# Exercise aim:
Among the lines below, how many have the string "from" in them? Only the number is wanted.

# Task input:
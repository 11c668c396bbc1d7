//! Configuration schema definitions.
//!
//! This module defines the complete configuration structure for the gateway.
//! All types derive Serde traits for deserialization from config files.

use serde::{Deserialize, Serialize};

/// Root configuration for the gateway.
#[derive(Debug, Clone, Deserialize, Serialize)]
#[serde(default)]
pub struct GatewayConfig {
    /// Listener configuration (bind address, gateway identity).
    pub listener: ListenerConfig,

    /// Upstream service definitions.
    pub services: Vec<ServiceConfig>,

    /// Path probed on every upstream by the health endpoint.
    pub health_path: String,

    /// Route descriptors, evaluated by longest prefix.
    pub routes: Vec<RouteConfig>,

    /// Session storage and cookie settings.
    pub session: SessionConfig,

    /// Gateway-local authentication endpoints.
    pub auth: AuthConfig,

    /// Rate limiting configuration.
    pub rate_limit: RateLimitConfig,

    /// Timeout configuration.
    pub timeouts: TimeoutConfig,

    /// Cross-origin settings.
    pub cors: CorsConfig,

    /// Response hardening and request limits.
    pub security: SecurityConfig,

    /// Observability settings.
    pub observability: ObservabilityConfig,
}

impl Default for GatewayConfig {
    fn default() -> Self {
        Self {
            listener: ListenerConfig::default(),
            services: default_services(),
            health_path: "/health".to_string(),
            routes: default_routes(),
            session: SessionConfig::default(),
            auth: AuthConfig::default(),
            rate_limit: RateLimitConfig::default(),
            timeouts: TimeoutConfig::default(),
            cors: CorsConfig::default(),
            security: SecurityConfig::default(),
            observability: ObservabilityConfig::default(),
        }
    }
}

/// Listener configuration.
#[derive(Debug, Clone, Deserialize, Serialize)]
#[serde(default)]
pub struct ListenerConfig {
    /// Bind address (e.g., "0.0.0.0:8080").
    pub bind_address: String,

    /// Name stamped into `X-Forwarded-By` / `X-Proxied-By`.
    pub gateway_name: String,

    /// `User-Agent` sent to upstreams.
    pub user_agent: String,
}

impl Default for ListenerConfig {
    fn default() -> Self {
        Self {
            bind_address: "0.0.0.0:8080".to_string(),
            gateway_name: "api-gateway".to_string(),
            user_agent: "API-Gateway/1.0".to_string(),
        }
    }
}

/// A named upstream service.
#[derive(Debug, Clone, Deserialize, Serialize)]
pub struct ServiceConfig {
    /// Name referenced by routes (e.g. "user").
    pub name: String,

    /// Base address (e.g. "http://localhost:8081").
    pub url: String,
}

impl ServiceConfig {
    pub fn new(name: impl Into<String>, url: impl Into<String>) -> Self {
        Self {
            name: name.into(),
            url: url.into(),
        }
    }
}

fn default_services() -> Vec<ServiceConfig> {
    vec![
        ServiceConfig::new("user", "http://localhost:8081"),
        ServiceConfig::new("product", "http://localhost:8082"),
        ServiceConfig::new("order", "http://localhost:8083"),
    ]
}

/// Authorization level a route demands.
#[derive(Debug, Clone, Copy, PartialEq, Eq, Deserialize, Serialize, Default)]
#[serde(rename_all = "lowercase")]
pub enum AuthRequirement {
    /// No session needed; the auth resolver is never consulted.
    #[default]
    None,
    /// Any valid session.
    Authenticated,
    /// Valid session with the admin role.
    Admin,
}

impl std::fmt::Display for AuthRequirement {
    fn fmt(&self, f: &mut std::fmt::Formatter<'_>) -> std::fmt::Result {
        let s = match self {
            AuthRequirement::None => "none",
            AuthRequirement::Authenticated => "authenticated",
            AuthRequirement::Admin => "admin",
        };
        f.write_str(s)
    }
}

/// Route descriptor mapping a path prefix and method set to an upstream.
#[derive(Debug, Clone, Deserialize, Serialize)]
pub struct RouteConfig {
    /// Route identifier for logging/metrics.
    pub name: String,

    /// Path prefix to match (segment aware).
    pub path_prefix: String,

    /// Match only the prefix itself, not paths below it.
    #[serde(default)]
    pub exact: bool,

    /// Allowed methods; empty means any.
    #[serde(default)]
    pub methods: Vec<String>,

    /// Authorization level required.
    #[serde(default)]
    pub auth: AuthRequirement,

    /// Upstream service name to forward to.
    pub target: String,

    /// Prefix removed from the path before forwarding.
    #[serde(default)]
    pub strip_prefix: Option<String>,
}

impl RouteConfig {
    pub fn new(
        name: impl Into<String>,
        path_prefix: impl Into<String>,
        auth: AuthRequirement,
        target: impl Into<String>,
    ) -> Self {
        Self {
            name: name.into(),
            path_prefix: path_prefix.into(),
            exact: false,
            methods: Vec::new(),
            auth,
            target: target.into(),
            strip_prefix: None,
        }
    }

    pub fn methods(mut self, methods: &[&str]) -> Self {
        self.methods = methods.iter().map(|m| m.to_string()).collect();
        self
    }

    pub fn exact(mut self) -> Self {
        self.exact = true;
        self
    }

    pub fn strip(mut self, prefix: impl Into<String>) -> Self {
        self.strip_prefix = Some(prefix.into());
        self
    }
}

const API_PREFIX: &str = "/api/v1";
const WRITE_METHODS: &[&str] = &["POST", "PUT", "PATCH", "DELETE"];
const READ_METHODS: &[&str] = &["GET", "HEAD"];

fn default_routes() -> Vec<RouteConfig> {
    use AuthRequirement as Auth;

    let mut routes = vec![
        RouteConfig::new("register", "/api/v1/auth/register", Auth::None, "user").methods(&["POST"]),
        RouteConfig::new("forgot-password", "/api/v1/auth/forgot-password", Auth::None, "user")
            .methods(&["POST"]),
        RouteConfig::new("reset-password", "/api/v1/auth/reset-password", Auth::None, "user")
            .methods(&["POST"]),
        RouteConfig::new("user-create", "/api/v1/users", Auth::None, "user")
            .methods(&["POST"])
            .exact(),
        RouteConfig::new("users", "/api/v1/users", Auth::Authenticated, "user"),
    ];

    for resource in ["products", "categories"] {
        let prefix = format!("{}/{}", API_PREFIX, resource);
        routes.push(
            RouteConfig::new(format!("{}-read", resource), prefix.clone(), Auth::None, "product")
                .methods(READ_METHODS),
        );
        routes.push(
            RouteConfig::new(format!("{}-write", resource), prefix, Auth::Admin, "product")
                .methods(WRITE_METHODS),
        );
    }

    for resource in ["orders", "cart"] {
        routes.push(RouteConfig::new(
            resource,
            format!("{}/{}", API_PREFIX, resource),
            Auth::Authenticated,
            "order",
        ));
    }
    for area in ["admin", "analytics", "export"] {
        routes.push(RouteConfig::new(
            format!("orders-{}", area),
            format!("{}/orders/{}", API_PREFIX, area),
            Auth::Admin,
            "order",
        ));
    }

    for (resource, target) in [("users", "user"), ("products", "product"), ("orders", "order")] {
        routes.push(
            RouteConfig::new(
                format!("admin-{}", resource),
                format!("{}/admin/{}", API_PREFIX, resource),
                Auth::Admin,
                target,
            )
            .strip(format!("{}/admin", API_PREFIX)),
        );
    }

    routes.push(RouteConfig::new("upload", "/api/v1/upload", Auth::Authenticated, "user"));
    routes.push(RouteConfig::new("webhook-payment", "/api/v1/webhooks/payment", Auth::None, "order"));
    routes.push(RouteConfig::new(
        "webhook-notification",
        "/api/v1/webhooks/notification",
        Auth::None,
        "user",
    ));

    routes
        .into_iter()
        .map(|r| {
            if r.strip_prefix.is_none() {
                r.strip(API_PREFIX)
            } else {
                r
            }
        })
        .collect()
}

/// Where sessions live.
#[derive(Debug, Clone, Copy, PartialEq, Eq, Deserialize, Serialize, Default)]
#[serde(rename_all = "lowercase")]
pub enum SessionBackend {
    /// Process-local table; sessions do not survive restarts.
    #[default]
    Memory,
    /// External Redis instance.
    Redis,
}

/// Session configuration.
#[derive(Debug, Clone, Deserialize, Serialize)]
#[serde(default)]
pub struct SessionConfig {
    pub backend: SessionBackend,

    /// Redis connection URL (required for the redis backend).
    pub redis_url: Option<String>,

    /// Key prefix; keys are `<prefix>:<session_id>`.
    pub prefix: String,

    /// Absolute TTL in seconds, reset on every successful lookup.
    pub ttl_secs: u64,

    /// Cookie carrying the session id.
    pub cookie_name: String,

    /// Header carrying the session id when cookies are unavailable.
    pub header_name: String,

    /// Add `Secure` to the session cookie.
    pub cookie_secure: bool,

    /// How often expired entries are purged from the in-memory store, in seconds.
    pub purge_interval_secs: u64,
}

impl Default for SessionConfig {
    fn default() -> Self {
        Self {
            backend: SessionBackend::Memory,
            redis_url: None,
            prefix: "session".to_string(),
            ttl_secs: 24 * 60 * 60,
            cookie_name: "session_id".to_string(),
            header_name: "x-session-id".to_string(),
            cookie_secure: false,
            purge_interval_secs: 300,
        }
    }
}

/// Gateway-local authentication endpoints.
#[derive(Debug, Clone, Deserialize, Serialize)]
#[serde(default)]
pub struct AuthConfig {
    /// Mount point for login/logout/me/refresh/logout-all.
    pub mount_path: String,

    /// Service that verifies email/password pairs.
    pub credential_service: String,

    /// Path on that service receiving the login payload.
    pub credential_path: String,
}

impl Default for AuthConfig {
    fn default() -> Self {
        Self {
            mount_path: "/api/v1/auth".to_string(),
            credential_service: "user".to_string(),
            credential_path: "/auth/login".to_string(),
        }
    }
}

/// Rate limiting configuration.
#[derive(Debug, Clone, Deserialize, Serialize)]
#[serde(default)]
pub struct RateLimitConfig {
    /// Enable rate limiting.
    pub enabled: bool,

    /// Requests admitted per client within one window.
    pub requests: u32,

    /// Trailing window length in seconds.
    pub window_secs: u64,

    /// Upper bound on tracked client windows.
    pub max_clients: usize,

    /// How often idle client windows are swept, in seconds.
    pub sweep_interval_secs: u64,

    /// Derive the client from `X-Forwarded-For` / `X-Real-IP` when present.
    pub trust_forwarded_headers: bool,
}

impl Default for RateLimitConfig {
    fn default() -> Self {
        Self {
            enabled: true,
            requests: 60,
            window_secs: 60,
            max_clients: 100_000,
            sweep_interval_secs: 60,
            trust_forwarded_headers: true,
        }
    }
}

/// Timeout configuration for various operations.
#[derive(Debug, Clone, Deserialize, Serialize)]
#[serde(default)]
pub struct TimeoutConfig {
    /// Whole-request deadline in seconds.
    pub request_secs: u64,

    /// Deadline for a single upstream relay in seconds.
    pub upstream_secs: u64,

    /// Deadline for one health probe in seconds.
    pub health_probe_secs: u64,

    /// Deadline for the credential check during login in seconds.
    pub credential_check_secs: u64,
}

impl Default for TimeoutConfig {
    fn default() -> Self {
        Self {
            request_secs: 30,
            upstream_secs: 25,
            health_probe_secs: 3,
            credential_check_secs: 10,
        }
    }
}

/// CORS configuration.
#[derive(Debug, Clone, Deserialize, Serialize)]
#[serde(default)]
pub struct CorsConfig {
    /// Allowed origins; `["*"]` allows any (without credentials).
    pub allowed_origins: Vec<String>,

    pub allowed_methods: Vec<String>,

    pub allowed_headers: Vec<String>,

    /// Preflight cache lifetime in seconds.
    pub max_age_secs: u64,
}

impl Default for CorsConfig {
    fn default() -> Self {
        Self {
            allowed_origins: vec!["*".to_string()],
            allowed_methods: ["GET", "POST", "PUT", "PATCH", "DELETE", "OPTIONS"]
                .iter()
                .map(|m| m.to_string())
                .collect(),
            allowed_headers: [
                "content-type",
                "authorization",
                "x-session-id",
                "x-request-id",
                "x-correlation-id",
            ]
            .iter()
            .map(|h| h.to_string())
            .collect(),
            max_age_secs: 600,
        }
    }
}

/// Security hardening configuration.
#[derive(Debug, Clone, Deserialize, Serialize)]
#[serde(default)]
pub struct SecurityConfig {
    /// Enable security response headers.
    pub enable_headers: bool,
    /// Maximum body size in bytes.
    pub max_body_size: usize,
}

impl Default for SecurityConfig {
    fn default() -> Self {
        Self {
            enable_headers: true,
            max_body_size: 2 * 1024 * 1024, // 2MB
        }
    }
}

/// Log output format.
#[derive(Debug, Clone, Copy, PartialEq, Eq, Deserialize, Serialize, Default)]
#[serde(rename_all = "lowercase")]
pub enum LogFormat {
    #[default]
    Pretty,
    Json,
}

/// Observability configuration.
#[derive(Debug, Clone, Deserialize, Serialize)]
#[serde(default)]
pub struct ObservabilityConfig {
    /// Log level (trace, debug, info, warn, error).
    pub log_level: String,

    pub log_format: LogFormat,

    /// Enable metrics endpoint.
    pub metrics_enabled: bool,

    /// Metrics endpoint bind address.
    pub metrics_address: String,
}

impl Default for ObservabilityConfig {
    fn default() -> Self {
        Self {
            log_level: "info".to_string(),
            log_format: LogFormat::Pretty,
            metrics_enabled: false,
            metrics_address: "0.0.0.0:9090".to_string(),
        }
    }
}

# Task answer:
4